I’m wondering what algorithm is used to determine which partition data belongs to?

I’m making heavy use of Kakfa, and have aligned our various producer clients (scala, golang/sarama) to use the same algorithm, and I would very much like to have tables that are partitioned in the exact same way.


#2

The hash is MemSQL-specific and depends on the datatypes, e.g. for some string datatypes MemSQL uses CityHash. It is unlikely to match up with Kafka.

However, one thing you can consider is using keyless sharded tables - defined with an empty shard key shard key () - which allows data to reside on any partition. Ingesting into a keyless sharded table through pipelines is optimized to move data directly from a Kafka partition to a MemSQL partition.


#3

Thanks Jack. I’m not necessarily interested in using MemSQL to ingest data, so much as a KV-store used to enrich data as we process it:

Imagine that we have an input topic and and output topic used by a service. Data comes in, we look it up in the store, possibly modifying data in the store, and output to the output topic. By partitioning in the same way as the Kafka topics, we can then scale the instance count of that service up/down and be certain that no two instances of the service would ever use the same partition in the table at the same time. That’s what I’m looking to do.

Am I able to use the shardless table to accomplish this by specifying the partition to use directly in calls to the database?


#4

Keyless sharded does not guarantee that the data from a given kafka partition always goes to a given memsql partition.

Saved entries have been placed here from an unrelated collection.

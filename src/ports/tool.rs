use async_trait::async_trait;
use std::io;
use std::process::Output;
use tokio::process::Child;

/// Invocations of the external extraction tool.
///
/// The two queries run to completion: the child has exited by the time they
/// return. `spawn_stream` hands back a live child whose stdout and stderr
/// are both piped.
#[cfg_attr(test, mockall::automock)]
#[async_trait]
pub trait ToolRunner: Send + Sync {
    /// Structured metadata dump (`-j`) for `url`.
    async fn dump_metadata(&self, url: &str) -> io::Result<Output>;

    /// Title only, one line on stdout.
    async fn query_title(&self, url: &str) -> io::Result<Output>;

    /// Starts a streaming run with the given argument vector.
    ///
    /// On unix the child leads its own process group, so signalling the
    /// group reaches any helper processes it forks.
    fn spawn_stream(&self, args: &[String]) -> io::Result<Child>;
}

What kind of performance impact are you seeing with multiple instances using the same partition at the same time? Because there are multiple partitions on each leaf, and MemSQL handles concurrent access well, partitioning data in this way usually doesn’t matter that much.

MemSQL doesn’t have a way to directly specify the partition to insert data into, but you could use the kafka partition id as the shard key to at least ensure that all data for a given kafka partition resides in the same memsql partition, although a memsql partition could contain the data for multiple kafka partitions. For a given number of memsql partitions, you could precompute a mapping of ids in the shard key that makes the partitions line up one-to-one, just by trying random ids and seeing what partition they get mapped to. It is also possible to have your application access the leaf partitions directly to input/output data, but this is not generally recommended.


#5

I see. I have yet to actually try this out so I’ll go ahead without trying to force this separation myself.